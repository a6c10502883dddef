//! WASM bindings for the interactive crop session.
//!
//! The host supplies two callbacks:
//!
//! - `query()` returns the current layout snapshot
//!   (`{ imageBox, containerBox, containerLayoutSize? }`), or `null` when the
//!   image is not laid out. It is called once per engine query.
//! - `apply(transform)` receives `[a, b, c, d, tx, ty]` whenever the engine
//!   writes the image transform, including every snap-back frame.
//!
//! Timestamps are milliseconds from a monotonic clock such as
//! `performance.now()`.

use crate::export::quality_from_bool;
use crate::types::{
    from_js_or_default, timestamp, to_js, transform_from_js, JsRasterImage, LayoutSnapshot,
};
use cropframe_core::{
    AffineTransform, BoundaryMode, Capabilities, CoverageConfig, CropSession, EngineConfig,
    Layout, LayoutBox, LayoutFrame, LoadToken, Point, RasterRenderer, ReadyError, Rect, Size, StaticProbe,
};
use wasm_bindgen::prelude::*;

/// [`Layout`] backed by host callbacks.
struct JsLayout {
    query: js_sys::Function,
    apply: js_sys::Function,
    transform: AffineTransform,
}

impl JsLayout {
    fn snapshot(&self) -> Option<LayoutSnapshot> {
        let value = match self.query.call0(&JsValue::NULL) {
            Ok(value) => value,
            Err(e) => {
                log::warn!("Layout query failed: {:?}", e);
                return None;
            }
        };
        if value.is_null() || value.is_undefined() {
            return None;
        }
        match serde_wasm_bindgen::from_value(value) {
            Ok(snapshot) => Some(snapshot),
            Err(e) => {
                log::warn!("Invalid layout snapshot: {}", e);
                None
            }
        }
    }
}

impl Layout for JsLayout {
    fn image_box(&self) -> Option<LayoutBox> {
        self.snapshot()?.image_box
    }

    fn container_box(&self) -> Option<LayoutBox> {
        self.snapshot()?.container_box
    }

    fn container_layout_size(&self) -> Option<Size> {
        self.snapshot()?.container_layout_size
    }

    fn frame(&self) -> Option<LayoutFrame> {
        let snapshot = self.snapshot()?;
        Some(LayoutFrame {
            image_box: snapshot.image_box?,
            container_box: snapshot.container_box?,
            container_layout_size: snapshot.container_layout_size,
        })
    }

    fn transform(&self) -> AffineTransform {
        self.transform
    }

    fn set_transform(&mut self, transform: AffineTransform) {
        self.transform = transform;
        let values = js_sys::Float64Array::from(&transform.to_array()[..]);
        if let Err(e) = self.apply.call1(&JsValue::NULL, &values) {
            log::warn!("Transform callback failed: {:?}", e);
        }
    }
}

/// Interactive crop session for JavaScript.
///
/// # Example (TypeScript)
///
/// ```typescript
/// const session = new JsCropSession(
///   () => ({
///     imageBox: img.getBoundingClientRect(),
///     containerBox: container.getBoundingClientRect(),
///     containerLayoutSize: { width: container.offsetWidth, height: container.offsetHeight },
///   }),
///   (m) => { img.style.transform = `matrix(${Array.from(m).join(',')})`; },
///   undefined,
///   { aspectRatio: 9 / 16, coverage: 0.8 },
///   { kind: 'selectionBounded', snapBack: true },
/// );
/// const token = session.load_image(performance.now());
/// img.onload = () => session.image_ready(token, undefined, performance.now());
/// ```
#[wasm_bindgen]
pub struct JsCropSession {
    inner: CropSession<JsLayout>,
    current_load: Option<LoadToken>,
}

#[wasm_bindgen]
impl JsCropSession {
    /// Create a session.
    ///
    /// `config`, `coverage` and `mode` may be `undefined` to use defaults.
    #[wasm_bindgen(constructor)]
    pub fn new(
        query: js_sys::Function,
        apply: js_sys::Function,
        config: JsValue,
        coverage: JsValue,
        mode: JsValue,
    ) -> Result<JsCropSession, JsValue> {
        let config: EngineConfig = from_js_or_default(config)?;
        let coverage: CoverageConfig = from_js_or_default(coverage)?;
        let mode: BoundaryMode = from_js_or_default(mode)?;
        let layout = JsLayout {
            query,
            apply,
            transform: AffineTransform::IDENTITY,
        };
        let inner = CropSession::new(layout, config, coverage, mode)
            .map_err(|e| JsValue::from_str(&e.to_string()))?;
        Ok(Self {
            inner,
            current_load: None,
        })
    }

    /// Start loading a new image. Returns the load token to pass to
    /// `image_ready`.
    pub fn load_image(&mut self, now_ms: f64) -> u32 {
        let token = self.inner.load_image(timestamp(now_ms));
        self.current_load = Some(token);
        token.generation()
    }

    /// Report that the image for `token` decoded, or failed with `error`.
    pub fn image_ready(
        &mut self,
        token: u32,
        error: Option<String>,
        now_ms: f64,
    ) -> Result<(), JsValue> {
        let Some(current) = self.current_load.filter(|t| t.generation() == token) else {
            log::debug!("Ignoring ready signal for stale load {}", token);
            return Ok(());
        };
        let result = match error {
            Some(message) => Err(ReadyError::DecodeFailed(message)),
            None => Ok(()),
        };
        self.inner
            .image_ready(current, result, timestamp(now_ms))
            .map_err(|e| JsValue::from_str(&e.to_string()))
    }

    /// Call on the first animation frame after the image became ready.
    pub fn layout_settled(&mut self, now_ms: f64) {
        self.inner.layout_settled(timestamp(now_ms));
    }

    /// Call after a resize, device pixel ratio change or orientation change.
    pub fn layout_changed(&mut self, now_ms: f64) {
        self.inner.layout_changed(timestamp(now_ms));
    }

    pub fn clear_image(&mut self) {
        self.current_load = None;
        self.inner.clear_image();
    }

    /// Change aspect ratio and coverage (`{ aspectRatio, coverage }`).
    pub fn set_coverage(&mut self, coverage: JsValue) -> Result<(), JsValue> {
        let coverage: CoverageConfig = serde_wasm_bindgen::from_value(coverage)
            .map_err(|e| JsValue::from_str(&e.to_string()))?;
        self.inner
            .set_coverage(coverage)
            .map_err(|e| JsValue::from_str(&e.to_string()))
    }

    /// Current selection `{ x, y, width, height }`, or `null`.
    pub fn selection(&self) -> Result<JsValue, JsValue> {
        match self.inner.selection() {
            Some(selection) => to_js(&selection.rect()),
            None => Ok(JsValue::NULL),
        }
    }

    /// Current image transform as `[a, b, c, d, tx, ty]`.
    pub fn transform(&self) -> Vec<f64> {
        self.inner.layout().transform().to_array().to_vec()
    }

    #[wasm_bindgen(getter)]
    pub fn is_animating(&self) -> bool {
        self.inner.is_animating()
    }

    #[wasm_bindgen(getter)]
    pub fn allow_programmatic_transform(&self) -> bool {
        self.inner.gate().allow_programmatic_transform()
    }

    /// Propose a pan/zoom transform. Returns the validation outcome.
    pub fn propose_transform(&mut self, candidate: &[f64]) -> Result<JsValue, JsValue> {
        let candidate = transform_from_js(candidate)?;
        to_js(&self.inner.propose_transform(candidate))
    }

    /// Propose a new selection rectangle. Returns the validation outcome.
    pub fn propose_selection(&mut self, candidate: JsValue) -> Result<JsValue, JsValue> {
        let candidate: Rect = serde_wasm_bindgen::from_value(candidate)
            .map_err(|e| JsValue::from_str(&format!("Invalid rectangle: {}", e)))?;
        to_js(&self.inner.propose_selection(candidate))
    }

    pub fn pointer_down(&mut self, id: i32, x: f64, y: f64, now_ms: f64) {
        self.inner
            .pointer_down(id, Point::new(x, y), timestamp(now_ms));
    }

    pub fn pointer_move(&mut self, id: i32, x: f64, y: f64, now_ms: f64) {
        self.inner
            .pointer_move(id, Point::new(x, y), timestamp(now_ms));
    }

    pub fn pointer_up(&mut self, id: i32, now_ms: f64) {
        self.inner.pointer_up(id, timestamp(now_ms));
    }

    pub fn pointer_cancel(&mut self, id: i32, now_ms: f64) {
        self.inner.pointer_cancel(id, timestamp(now_ms));
    }

    /// Wheel zoom to `candidate`.
    pub fn wheel(&mut self, candidate: &[f64], now_ms: f64) -> Result<JsValue, JsValue> {
        let candidate = transform_from_js(candidate)?;
        to_js(&self.inner.wheel(candidate, timestamp(now_ms)))
    }

    /// Advance timers and animation. Call once per animation frame.
    pub fn tick(&mut self, now_ms: f64) {
        self.inner.tick(timestamp(now_ms));
    }

    /// Register a callback fired once each time interaction goes idle.
    pub fn on_interaction_idle(&mut self, callback: js_sys::Function) {
        self.inner.on_interaction_idle(Box::new(move || {
            if let Err(e) = callback.call0(&JsValue::NULL) {
                log::warn!("Idle callback failed: {:?}", e);
            }
        }));
    }

    /// Set renderer capabilities (`{ highQualityResampling, maxOutputEdge? }`).
    pub fn set_capabilities(&mut self, capabilities: JsValue) -> Result<(), JsValue> {
        let capabilities: Capabilities = from_js_or_default(capabilities)?;
        self.inner.reset_capabilities();
        self.inner.init_capabilities(&StaticProbe(capabilities));
        Ok(())
    }

    /// Source-resolution size of the selection, `{ width, height }`.
    pub fn export_size(&self) -> Result<JsValue, JsValue> {
        let size = self
            .inner
            .export_size()
            .map_err(|e| JsValue::from_str(&e.to_string()))?;
        to_js(&size)
    }

    /// Render the selection from `source` at source resolution.
    pub fn export(
        &self,
        source: &JsRasterImage,
        high_quality: bool,
    ) -> Result<JsRasterImage, JsValue> {
        let renderer = RasterRenderer::new(source.to_raster()?);
        let image = self
            .inner
            .export(&renderer, quality_from_bool(high_quality))
            .map_err(|e| JsValue::from_str(&e.to_string()))?;
        Ok(JsRasterImage::from_raster(image))
    }
}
______
**EXERCISE GOAL:** In the listing above, find the line with "self.snapshot()?.container_layout_size" and the line with "self.transform = transform;". Output those two lines and every line between them, exactly as written.

**PROBLEM SOLUTION:**
        self.snapshot()?.container_layout_size
    }

    fn frame(&self) -> Option<LayoutFrame> {
        let snapshot = self.snapshot()?;
        Some(LayoutFrame {
            image_box: snapshot.image_box?,
            container_box: snapshot.container_box?,
            container_layout_size: snapshot.container_layout_size,
        })
    }

    fn transform(&self) -> AffineTransform {
        self.transform
    }

    fn set_transform(&mut self, transform: AffineTransform) {
        self.transform = transform;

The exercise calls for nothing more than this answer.